A new software ('glassware') for Google Glass was demoed this week, called NameTag - in a nutshell, it's a facial recognition app for Glass. It works by taking a picture of a face and having that face processed through NameTag's database for a match - the database in question scrapes information from social media websites, dating websites, sex offender registries and more for a match in real-time. It aims to display a brief, but relevant points about this person to you. Here's a video demo:
I'm in two minds about this. First of all, I absolutely love the idea of Google Glass and when possible; I'll definitely be getting one. I wrote a post earlier about some of my concerns for augmented reality with Glass and they still stand. This app somewhat extends my concerns but I feel like taking a different stance with this certain app.
The trouble with Google Glass is that, while the technologies behind it themselves are quite basic - realistically it's just duplicating information from one screen (your phone) to another via elegantly designed apps. It's the method that I think is both amazing & scaring people. This sleek, futuristic Star Trek-type technology is wearable and happening now. If we go back a decade or two - the elements that Glass provide are nothing but a wet-dream - all of this information accessible to you like a video game. So why are people so afraid of the implementation now?
This app has great potential and I fully understand the reasons why it's great - if you're terrible at forgetting names; if you're too shy to talk to somebody and want a good conversation opener - if you're worried this person might be dangerous - this database checks against sex offender registries!
We live in a world where everybody is looking down at their phone and nobody wants anything to do with anybody while we're out and about. This app can help you connect with people who are willing to connect. NameTag have stated this app is about connecting the world with people who want to be connected. 'Don't be a Stranger'.

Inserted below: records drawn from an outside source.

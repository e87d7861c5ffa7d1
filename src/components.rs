//! Page widgets
//!
//! This module provides access to jian-pages-components.

// Re-export all jian-pages-components functionality
pub use jian_pages_components::*;
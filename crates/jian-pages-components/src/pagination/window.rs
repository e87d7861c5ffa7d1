//! Page window computation
//!
//! Turns `(current_page, total_pages, visible_pages)` into the ordered list of controls a
//! pagination bar shows:
//!
//! ```text
//! [prev] [1] [...] [8] [9] [10] [11] [12] [...] [20] [next]
//! ```
//!
//! The numbered run is centered on the current page and slides to hug either end of the
//! range, so it always holds `min(visible_pages, total_pages)` numbers. The first and last
//! page are added as anchors when the run does not reach them, with a single ellipsis
//! marking a gap of at least one page.

use std::ops::RangeInclusive;

/// Direction of a navigation control
#[derive(Debug, Clone, Copy, PartialEq, Eq)]
pub enum Direction {
	/// Towards page 1
	Prev,
	/// Towards the last page
	Next,
}

impl Direction {
	/// Value of the control's `data-action` attribute
	pub fn as_str(&self) -> &'static str {
		match self {
			Self::Prev => "prev",
			Self::Next => "next",
		}
	}
}

/// One control in a rendered pagination bar.
#[derive(Debug, Clone, Copy, PartialEq, Eq)]
pub enum PageItem {
	/// Previous/next control
	Nav {
		/// Which way the control moves
		direction: Direction,
		/// False at the corresponding end of the range
		enabled: bool,
	},
	/// A numbered page, including the first/last anchors
	Page {
		/// The page number (1-indexed)
		number: usize,
		/// True for the current page
		current: bool,
	},
	/// A gap between the anchors and the window
	Ellipsis,
}

/// Returns the numbered run of pages to show.
///
/// `current` is clamped into `[1, total]` and `total`/`visible` are treated as at least 1.
pub fn window_range(current: usize, total: usize, visible: usize) -> RangeInclusive<usize> {
	let total = total.max(1);
	let visible = visible.max(1);
	let current = current.clamp(1, total);

	let mut start = current.saturating_sub(visible / 2).max(1);
	let end = total.min(start.saturating_add(visible - 1));
	if end - start + 1 < visible {
		start = end.saturating_sub(visible - 1).max(1);
	}
	start..=end
}

/// Returns every control of the bar, in display order. Empty when there is a single page.
pub fn page_items(current: usize, total: usize, visible: usize) -> Vec<PageItem> {
	if total <= 1 {
		return Vec::new();
	}

	let range = window_range(current, total, visible);
	let (start, end) = (*range.start(), *range.end());
	let current = current.clamp(1, total);

	let mut items = Vec::with_capacity(end - start + 7);
	items.push(PageItem::Nav {
		direction: Direction::Prev,
		enabled: current > 1,
	});

	if start > 1 {
		items.push(PageItem::Page {
			number: 1,
			current: false,
		});
		if start > 2 {
			items.push(PageItem::Ellipsis);
		}
	}

	items.extend(range.map(|number| PageItem::Page {
		number,
		current: number == current,
	}));

	if end < total {
		if end < total - 1 {
			items.push(PageItem::Ellipsis);
		}
		items.push(PageItem::Page {
			number: total,
			current: false,
		});
	}

	items.push(PageItem::Nav {
		direction: Direction::Next,
		enabled: current < total,
	});
	items
}
// src/photosynthesis.rs - Farquhar assimilation and Ball-Woodrow-Berry
// stomatal conductance. Stateless scalar biochemistry; the coupling to organ
// temperature and Ci lives in the solver.

use crate::constants::{
    GAMMA25_UMOL_MOL, GB_MOL_M2_S, GSMIN_MOL_M2_S, KC25_UMOL_MOL, KO25_UMOL_MOL, O2_UMOL_MOL,
    RD_HALF_DECAY_PAR, RD_LIGHT_FLOOR, THETA_CURVATURE,
};
use crate::params::{NitrogenParams, RateParam};
use crate::temp_utils::temperature_adjust;

/// Assimilation rates of one organ at a given (Ts, Ci), µmol CO2 m-2 s-1.
#[derive(Debug, Clone, Copy, PartialEq)]
pub struct Assimilation {
    /// Gross assimilation, never negative
    pub ag: f64,
    /// Net assimilation, Ag - Rd when Ag > 0
    pub an: f64,
    /// Mitochondrial respiration in light
    pub rd: f64,
}

/// Farquhar model of C3 photosynthesis with regulation by organ temperature
/// and nitrogen. Gross assimilation is the minimum of the RuBisCO-limited,
/// electron-transport-limited and triose-phosphate-limited rates, each built
/// from nitrogen-scaled capacities adjusted to the organ temperature.
///
/// # Arguments
/// - `par`: absorbed PAR, µmol m-2 s-1
/// - `surfacic_nitrogen`: capacity driver, g N m-2
/// - `organ_temp_c`: organ temperature, °C
/// - `ci`: internal CO2, µmol mol-1
pub fn assimilation(
    par: f64,
    surfacic_nitrogen: f64,
    organ_temp_c: f64,
    ci: f64,
    nitrogen: &NitrogenParams,
) -> Assimilation {
    // RuBisCO kinetics at the organ temperature
    let kc = temperature_adjust(RateParam::Kc, KC25_UMOL_MOL, organ_temp_c);
    let ko = temperature_adjust(RateParam::Ko, KO25_UMOL_MOL, organ_temp_c);
    let gamma = temperature_adjust(RateParam::Gamma, GAMMA25_UMOL_MOL, organ_temp_c);

    // RuBisCO-limited carboxylation rate
    let vc_max25 = nitrogen.s_vcmax25 * (surfacic_nitrogen - nitrogen.n_min_vcmax25);
    let vc_max = temperature_adjust(RateParam::VcMax, vc_max25, organ_temp_c);
    let ac = (vc_max * (ci - gamma)) / (ci + kc * (1.0 + O2_UMOL_MOL / ko));

    // RuBP regeneration-limited rate via electron transport
    let alpha = nitrogen.s_alpha * surfacic_nitrogen + nitrogen.beta;
    let jmax25 = nitrogen.s_jmax25 * (surfacic_nitrogen - nitrogen.n_min_jmax25);
    let jmax = temperature_adjust(RateParam::Jmax, jmax25, organ_temp_c);

    // Electron transport rate, quadratic smoothing with curvature THETA
    let j = ((jmax + alpha * par)
        - ((jmax + alpha * par).powi(2) - 4.0 * THETA_CURVATURE * alpha * par * jmax).sqrt())
        / (2.0 * THETA_CURVATURE);
    let aj = (j * (ci - gamma)) / (4.0 * ci + 8.0 * gamma);

    // Triose phosphate utilisation-limited rate
    let tpu25 = nitrogen.s_tpu25 * (surfacic_nitrogen - nitrogen.n_min_tpu25);
    let tpu = temperature_adjust(RateParam::Tpu, tpu25, organ_temp_c);
    let vo_max = (vc_max * ko * gamma) / (0.5 * kc * O2_UMOL_MOL);
    let vo = (vo_max * O2_UMOL_MOL) / (O2_UMOL_MOL + ko * (1.0 + ci / kc));
    let ap = (1.0 - gamma / ci) * (3.0 * tpu + vo);

    let ag = ac.min(aj).min(ap);

    // Respiration in light decays from the dark value to a 33 % floor as PAR
    // increases, halving every RD_HALF_DECAY_PAR
    let rdark25 = nitrogen.s_rdark25 * (surfacic_nitrogen - nitrogen.n_min_rdark25);
    let rdark = temperature_adjust(RateParam::Rdark, rdark25, organ_temp_c);
    let rd = rdark
        * (RD_LIGHT_FLOOR + (1.0 - RD_LIGHT_FLOOR) * 0.5_f64.powf(par / RD_HALF_DECAY_PAR));

    // Ag <= 0 when Ci is below the compensation point or nitrogen is below
    // threshold: no net assimilation in either case
    if ag <= 0.0 {
        Assimilation { ag: 0.0, an: 0.0, rd }
    } else {
        Assimilation { ag, an: ag - rd, rd }
    }
}

/// Ball, Woodrow and Berry (1987) model of stomatal conductance to water
/// vapour, mol m-2 s-1. Uses Ag rather than An, after Muller et al. (2005).
/// The GSMIN term is always present, so the dark-conductance floor holds by
/// construction.
pub fn stomatal_conductance(
    ag: f64,
    an: f64,
    surfacic_nitrogen: f64,
    ambient_co2: f64,
    rh: f64,
    nitrogen: &NitrogenParams,
) -> f64 {
    // CO2 concentration at the organ surface, from Prieto et al. (2012)
    let cs = ambient_co2 - an * (1.37 / GB_MOL_M2_S);
    // Scaling factor dependence on surfacic nitrogen
    let m = nitrogen.delta1 * surfacic_nitrogen.powf(nitrogen.delta2);
    GSMIN_MOL_M2_S + m * ((ag * rh) / cs)
}

/// Internal CO2 concentration from the diffusion balance through stomata and
/// boundary layer, µmol mol-1. The 1.6 factor converts gsw to a CO2
/// conductance; 1.37 is its boundary-layer analogue, (1.6)^(2/3).
pub fn internal_co2(ambient_co2: f64, an: f64, gsw: f64) -> f64 {
    ambient_co2 - an * ((1.6 / gsw) + (1.37 / GB_MOL_M2_S))
}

I think that it's not the technology people are afraid of - it's the potential of the people who could abuse it. Whether it be the creepy guy at the bar (who totally didn't take a hint when you said you had a boyfriend and your gal-pal shooed him off) wants to find you the next day for 'a second chance'. Or the advertisers who want to pay NameTag's database owners for your information. Oh, Jon took a photo of Charlotte at this GPS co-ordinate at this time of day?
Now, I know what you're thinking:
"I don't strangers to know my information! My information is personal and I didn't say they could look at it. That's just creepy!"
This is my biggest quarry here and it's something that our generation overlooks - any information that NameTag displays is information that you have chosen to post online. Whether you realise it or not.
Social networks are not designed to be private, they never have been and never will be. Even if your profile is set to private; the pictures and details of yourself that you posted are unfortunately, still available online to anybody. Websites like Twitter, Facebook, LinkedIn etc. have this information at hand and make a lot of their revenue through advertisers who pay for this information and target advertisements towards you. A lot of games on Facebook request permissions before you install them - a lot of these permissions often involve scraping your information.
A huge problem this the new generation (and my own) is that we feel the need to share everything and want to know everything - how many times have you stalked a stranger's Facebook profile out of curiosity? We've all done it. Why is Glass the exception because it's a wearable technology?
It's important to note that NameTag allows (or will allow) you to opt-out of being in their database. Also that Google has repeatedly imposed an anti-facial recognition stance on their technology. But, as technology should be open; we all know it's inevitable that somebody will do this.